The world’s only entirely arid biodiversity hotspot, the Succulent Karoo biome stretches from Luderitz in Namibia in the northwest, down and across the West Coast of South Africa, and then south-eastwards towards the Little Karoo, a plateau basin. Around 40 percent of the succulent species in the biome are endemic, growing only in small patches in this dry landscape and nowhere else in the world. These seemingly insignificant plants are vital components in their ecosystems, especially when it comes to preventing soil erosion.

While these succulents have long faced the stresses of drought, fire, and the environmental degradation caused by excessive sheep grazing, recently a new and bigger threat has emerged: illegal plant harvesting or plant poaching.

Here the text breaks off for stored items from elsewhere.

use std::fs;
use tracing_subscriber::{fmt, prelude::*, EnvFilter};

/// Initializes the logging system with both console and file output.
pub fn init_logging() {
    // Ensure logs directory exists
    let _ = fs::create_dir_all("logs");

    // Create a non-blocking file appender for daily log rotation
    let file_appender = tracing_appender::rolling::daily("logs", "basic_cleaning.log");
    let (non_blocking_writer, _guard) = tracing_appender::non_blocking(file_appender);

    // Create a JSON layer for file logging
    let file_layer = fmt::layer().json().with_writer(non_blocking_writer);

    // Create a formatted layer for console logging
    let console_layer = fmt::layer().with_writer(std::io::stdout);

    // Set the global default subscriber
    tracing_subscriber::registry()
        .with(EnvFilter::from_default_env().add_directive("basic_cleaning=info".parse().unwrap()))
        .with(file_layer)
        .with(console_layer)
        .init();

    // We need to keep the guard in scope to ensure logs are flushed on exit
    std::mem::forget(_guard);
}
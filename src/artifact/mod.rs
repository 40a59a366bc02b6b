use chrono::{DateTime, Utc};
use serde::{Deserialize, Serialize};
use std::fmt;
use std::path::{Path, PathBuf};

use crate::error::{CleaningError, Result};

mod fs_store;

pub use fs_store::FsArtifactStore;

/// Which version of a named artifact a reference points at.
#[derive(Debug, Clone, Copy, PartialEq, Eq)]
pub enum VersionSelector {
    Latest,
    Exact(u64),
}

/// A parsed artifact reference: `name`, `name:latest`, or `name:vN`.
/// A bare name resolves to the latest version.
#[derive(Debug, Clone, PartialEq, Eq)]
pub struct ArtifactRef {
    pub name: String,
    pub version: VersionSelector,
}

impl ArtifactRef {
    pub fn parse(reference: &str) -> Result<Self> {
        let reference = reference.trim();
        if reference.is_empty() {
            return Err(CleaningError::BadArtifactRef(reference.to_string()));
        }
        match reference.rsplit_once(':') {
            None => Ok(Self {
                name: reference.to_string(),
                version: VersionSelector::Latest,
            }),
            Some((name, selector)) => {
                if name.is_empty() {
                    return Err(CleaningError::BadArtifactRef(reference.to_string()));
                }
                let version = if selector == "latest" {
                    VersionSelector::Latest
                } else {
                    let number = selector
                        .strip_prefix('v')
                        .and_then(|n| n.parse::<u64>().ok())
                        .ok_or_else(|| CleaningError::BadArtifactRef(reference.to_string()))?;
                    VersionSelector::Exact(number)
                };
                Ok(Self {
                    name: name.to_string(),
                    version,
                })
            }
        }
    }
}

impl fmt::Display for ArtifactRef {
    fn fmt(&self, f: &mut fmt::Formatter<'_>) -> fmt::Result {
        match self.version {
            VersionSelector::Latest => write!(f, "{}:latest", self.name),
            VersionSelector::Exact(v) => write!(f, "{}:v{}", self.name, v),
        }
    }
}

/// Metadata persisted alongside each artifact version as `artifact.json`.
#[derive(Debug, Serialize, Deserialize, Clone)]
pub struct ArtifactMeta {
    pub name: String,
    pub version: u64,
    pub artifact_type: String,
    pub description: String,
    pub file_name: String,
    pub size_bytes: u64,
    pub sha256: String,
    pub created_at: DateTime<Utc>,
}

/// An artifact version resolved to a readable local file.
#[derive(Debug, Clone)]
pub struct ResolvedArtifact {
    pub path: PathBuf,
    pub meta: ArtifactMeta,
}

/// Store seam for resolving input artifacts and publishing new versions.
/// Tests and future remote backends substitute their own implementations.
pub trait ArtifactStore {
    /// Resolve a reference to a concrete local file and its metadata.
    fn resolve(&self, reference: &ArtifactRef) -> Result<ResolvedArtifact>;

    /// Register `file` as the next version of the named artifact.
    fn publish(
        &self,
        name: &str,
        artifact_type: &str,
        description: &str,
        file: &Path,
    ) -> Result<ArtifactMeta>;
}

#[cfg(test)]
mod tests {
    use super::*;

    #[test]
    fn parses_bare_name_as_latest() {
        let reference = ArtifactRef::parse("sample.csv").unwrap();
        assert_eq!(reference.name, "sample.csv");
        assert_eq!(reference.version, VersionSelector::Latest);
    }

    #[test]
    fn parses_explicit_latest() {
        let reference = ArtifactRef::parse("sample.csv:latest").unwrap();
        assert_eq!(reference.name, "sample.csv");
        assert_eq!(reference.version, VersionSelector::Latest);
    }

    #[test]
    fn parses_exact_version() {
        let reference = ArtifactRef::parse("sample.csv:v3").unwrap();
        assert_eq!(reference.name, "sample.csv");
        assert_eq!(reference.version, VersionSelector::Exact(3));
    }

    #[test]
    fn rejects_malformed_references() {
        assert!(ArtifactRef::parse("").is_err());
        assert!(ArtifactRef::parse(":latest").is_err());
        assert!(ArtifactRef::parse("sample.csv:3").is_err());
        assert!(ArtifactRef::parse("sample.csv:vx").is_err());
    }

    #[test]
    fn display_round_trips() {
        let reference = ArtifactRef::parse("sample.csv:v2").unwrap();
        assert_eq!(reference.to_string(), "sample.csv:v2");
    }
}
use clap::Parser;
use std::path::PathBuf;
use tracing::error;

use basic_cleaning::artifact::FsArtifactStore;
use basic_cleaning::cleaning::{run_cleaning, CleaningParams};
use basic_cleaning::config::Config;
use basic_cleaning::constants;
use basic_cleaning::logging;
use basic_cleaning::run::{RunContext, RunStatus};

#[derive(Parser)]
#[command(name = "basic-cleaning")]
#[command(about = "Cleans the listings dataset and republishes it as a new artifact version")]
#[command(version = "0.1.0")]
struct Cli {
    /// Input artifact reference, e.g. "sample.csv:latest"
    // The misspelled alias is kept for invocations written against the
    // original step.
    #[arg(long, alias = "input_artifect")]
    input_artifact: String,

    /// Name for the output artifact
    #[arg(long, alias = "output_artifect")]
    output_artifact: String,

    /// Type tag recorded on the output artifact
    #[arg(long)]
    output_type: String,

    /// Description of the output artifact
    #[arg(long)]
    output_description: String,

    /// Minimum price for dropping outliers
    #[arg(long)]
    min_price: i64,

    /// Maximum price for dropping outliers
    #[arg(long)]
    max_price: i64,

    /// Root directory of the artifact store and run logs
    #[arg(long)]
    data_root: Option<String>,

    /// Path to an alternate config file
    #[arg(long)]
    config: Option<PathBuf>,
}

fn main() -> anyhow::Result<()> {
    dotenv::dotenv().ok();
    logging::init_logging();

    let cli = Cli::parse();

    let config = Config::load(cli.config.as_deref())?;
    let data_root = config.data_root(cli.data_root.as_deref());

    let store = FsArtifactStore::open_at_root(&data_root)?;
    let run = RunContext::start(constants::JOB_TYPE, &data_root.join("runs"))?;

    let params = CleaningParams {
        input_artifact: cli.input_artifact,
        output_artifact: cli.output_artifact,
        output_type: cli.output_type,
        output_description: cli.output_description,
        min_price: cli.min_price,
        max_price: cli.max_price,
    };
    run.log_params(&params)?;

    let span = tracing::info_span!("basic_cleaning", run_id = %run.run_id());
    let _enter = span.enter();

    match run_cleaning(&store, &run, &params) {
        Ok(outcome) => {
            run.finish(
                RunStatus::Finished,
                Some(outcome.input_rows),
                Some(outcome.output_rows),
            )?;
            println!("\n📊 Cleaning results:");
            println!("   Input rows: {}", outcome.input_rows);
            println!("   Output rows: {}", outcome.output_rows);
            println!(
                "   Published: {}:v{}",
                outcome.output.name, outcome.output.version
            );
            println!("✅ Cleaning run completed successfully");
            Ok(())
        }
        Err(e) => {
            // Best effort; the original failure is what the caller needs.
            let _ = run.finish(RunStatus::Failed, None, None);
            error!("Cleaning run failed: {}", e);
            println!("❌ Cleaning run failed: {}", e);
            Err(e.into())
        }
    }
}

Small numbers of plants have long been illegally removed from the region by over-enthusiastic collectors, but organized criminal groups have driven a significant spike in poaching recently. Experts from the South African National Biodiversity Institute (SANBI) attribute the rise in succulent demand to the Covid-19 pandemic. As people stuck at home turned to social media for entertainment and inspiration, a new wave of “plant influencers” emerged, showcasing exotic succulents and fuelling a desire for unique and rare varieties.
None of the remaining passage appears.